Query performance issue - need help to investigate

Hi Folks,

I could need some help in investigating a general performance issue that is going on on my ES 2.1.0 cluster.

First my problem: simple queries such as match_all (default size: 10, no ordering) constantly take around ~2250ms even on subsequent executions.
This is on a single index with ~240,000,000 documents of pretty small document size (overall the index is ~50GB)
This seem to be a general issue which of course slows down all other kinds of queries and probably aggregations.

Here are some details about my setup:

  • Running Elasticsearch 2.1.0 on CentOS 6.7
  • 4 Node Cluster (bare metal)
  • 16GB Heap per instance with plenty of ram left for disk IO buffering
  • Time-based indices (weekly) with each having ~240,000,000 documents and 50GB per index
  • Each index got 2 shards with one replica (no routing)
  • Configuration is pretty much default apart from bootstrap.mlockall: true and some recovery options set
  • One storage path per instance (RAID10 spinning disks with pretty good read performance -700-800 MB/s for sequential reads)

While a match_all query runs there is no noticable disk activity (probably because it is either cached in ES or in the OS cache for subsequent reads).
Also I can not detect any spike in CPU usage.
Heap utilization is quite stable at ~50-60% for all instances.

I got the HQ Plugin installed and the only thing which does not look healthy there are the following (from Index Activity):

  • Search - Query: 67.41ms [query_time_in_millis / query_total ]
  • Search - Fetch: 29.75ms [fetch_time_in_millis / fetch_total]
  • Get - Total: 10.32ms [get.time_in_millis / get.total]
  • Get - Exists: 11.88ms [get.exists_time_in_millis / get.exists_total]
  • Refresh: 3001.68ms [refresh.total_time_in_millis / refresh.total]
  • Flush: 4371.25ms [flush.total_time_in_millis / flush.total]
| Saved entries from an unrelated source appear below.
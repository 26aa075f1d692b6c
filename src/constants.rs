// Copyright (c) 2025 Erick Bourgeois, firestoned
// SPDX-License-Identifier: MIT

//! Global constants for the Unbound webhook.
//!
//! This module contains all string and numeric constants used throughout the codebase.
//! Constants are organized by category for easy maintenance.

// ============================================================================
// Endpoint Label Constants
// ============================================================================

/// Endpoint label carrying the ingress class that produced the record
pub const INGRESS_CLASS_LABEL: &str = "kubernetes.io/ingress.class";

// ============================================================================
// OPNsense API Constants
// ============================================================================

/// Lists every Unbound host override
pub const API_SEARCH_HOST_OVERRIDE: &str = "api/unbound/settings/searchHostOverride";

/// Creates a host override
pub const API_ADD_HOST_OVERRIDE: &str = "api/unbound/settings/addHostOverride";

/// Deletes a host override; the uuid is appended as the last path segment
pub const API_DEL_HOST_OVERRIDE: &str = "api/unbound/settings/delHostOverride";

/// Applies pending Unbound configuration so the resolver serves it
pub const API_RECONFIGURE: &str = "api/unbound/service/reconfigure";

/// `result` value OPNsense returns for a stored host override
pub const RESULT_SAVED: &str = "saved";

/// `result` value OPNsense returns for a removed host override
pub const RESULT_DELETED: &str = "deleted";

/// `status` value OPNsense returns for a successful reconfigure
pub const STATUS_OK: &str = "ok";

/// Description stamped on every host override this webhook creates
pub const HOST_OVERRIDE_DESCRIPTION: &str = "Managed by external-dns";

// ============================================================================
// Webhook Protocol Constants
// ============================================================================

/// Media type external-dns negotiates with webhook providers
pub const WEBHOOK_MEDIA_TYPE: &str = "application/external.dns.webhook+json;version=1";

/// Default listen address for the webhook API (external-dns talks to localhost)
pub const DEFAULT_WEBHOOK_ADDR: &str = "127.0.0.1:8888";

/// Default listen address for health and metrics
pub const DEFAULT_HEALTH_ADDR: &str = "0.0.0.0:8080";

/// Path for the liveness endpoint
pub const HEALTH_PATH: &str = "/healthz";

/// Path for Prometheus metrics endpoint
pub const METRICS_PATH: &str = "/metrics";

// ============================================================================
// Runtime Constants
// ============================================================================

/// Number of worker threads for Tokio runtime
pub const TOKIO_WORKER_THREADS: usize = 2;
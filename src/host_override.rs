// Copyright (c) 2025 Erick Bourgeois, firestoned
// SPDX-License-Identifier: MIT

//! Unbound host-override records and their translation to endpoints.
//!
//! OPNsense lists host overrides as rows of strings:
//!
//! ```json
//! {"uuid": "2f6c...", "enabled": "1", "hostname": "www", "domain": "example.com",
//!  "rr": "A (IPv4 address)", "server": "192.0.2.10", "description": "Managed by external-dns"}
//! ```
//!
//! A host override holds exactly one target, whereas an external-dns endpoint
//! may carry several.

use serde::{Deserialize, Serialize};

use crate::constants::HOST_OVERRIDE_DESCRIPTION;
use crate::endpoint::Endpoint;
use crate::errors::RecordError;
use crate::fqdn;

/// One row of `searchHostOverride`.
#[derive(Debug, Clone, Default, PartialEq, Eq, Serialize, Deserialize)]
#[serde(default)]
pub struct HostOverride {
    pub uuid: String,
    pub enabled: String,
    /// Leftmost label of the name
    pub hostname: String,
    /// Remainder of the name
    pub domain: String,
    /// Record type, possibly with a descriptive suffix
    pub rr: String,
    /// The single target address
    pub server: String,
    pub description: String,
}

impl HostOverride {
    /// Translate into an external-dns endpoint.
    ///
    /// The type suffix is pruned and the server becomes the only target. No labels
    /// are populated.
    #[must_use]
    pub fn to_endpoint(&self) -> Endpoint {
        Endpoint::new(
            fqdn::join(&self.hostname, &self.domain),
            fqdn::prune_type(&self.rr),
            vec![self.server.clone()],
        )
    }

    /// Whether this row stores the record described by `endpoint`.
    ///
    /// Name and type must agree; the server is compared only when the endpoint
    /// carries targets.
    #[must_use]
    pub fn matches(&self, endpoint: &Endpoint) -> bool {
        let (hostname, domain) = fqdn::split(&endpoint.dns_name);

        self.hostname.eq_ignore_ascii_case(hostname)
            && self.domain.eq_ignore_ascii_case(domain)
            && fqdn::prune_type(&self.rr) == endpoint.record_type.as_str()
            && endpoint
                .targets
                .first()
                .is_none_or(|target| *target == self.server)
    }
}

/// Body of an `addHostOverride` request (the `host` object).
#[derive(Debug, Clone, PartialEq, Eq, Serialize, Deserialize)]
pub struct NewHostOverride {
    pub enabled: String,
    pub hostname: String,
    pub domain: String,
    pub rr: String,
    pub server: String,
    pub description: String,
}

impl NewHostOverride {
    /// Translate an endpoint into a host override to create.
    ///
    /// The record type is sent as-is.
    ///
    /// # Errors
    ///
    /// Returns [`RecordError::UnsupportedTargets`] unless the endpoint has exactly
    /// one target, and [`RecordError::MissingDomain`] when the name has no `.`.
    pub fn from_endpoint(endpoint: &Endpoint) -> Result<Self, RecordError> {
        let [server] = endpoint.targets.as_slice() else {
            return Err(RecordError::UnsupportedTargets {
                dns_name: endpoint.dns_name.clone(),
                count: endpoint.targets.len(),
            });
        };

        let (hostname, domain) = fqdn::split(&endpoint.dns_name);
        if domain.is_empty() {
            return Err(RecordError::MissingDomain {
                dns_name: endpoint.dns_name.clone(),
            });
        }

        Ok(Self {
            enabled: "1".to_string(),
            hostname: hostname.to_string(),
            domain: domain.to_string(),
            rr: endpoint.record_type.to_string(),
            server: server.clone(),
            description: HOST_OVERRIDE_DESCRIPTION.to_string(),
        })
    }
}

#[cfg(test)]
#[path = "host_override_tests.rs"]
mod host_override_tests;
To add: I only index once every week and am okay with the indexing performance (get 5000 docs per second with one single thread).
From the numbers this looks like a disk IO problem but all my tests on disk IO look very good (just tested with hdparm -tT and reading a chunk of data with dd).
Also as I mentioned this affects queries which are running multiple times and should be served from cache.

Can anyone help me to further investigate this?
Are there any other useful ES metrics that I could look at?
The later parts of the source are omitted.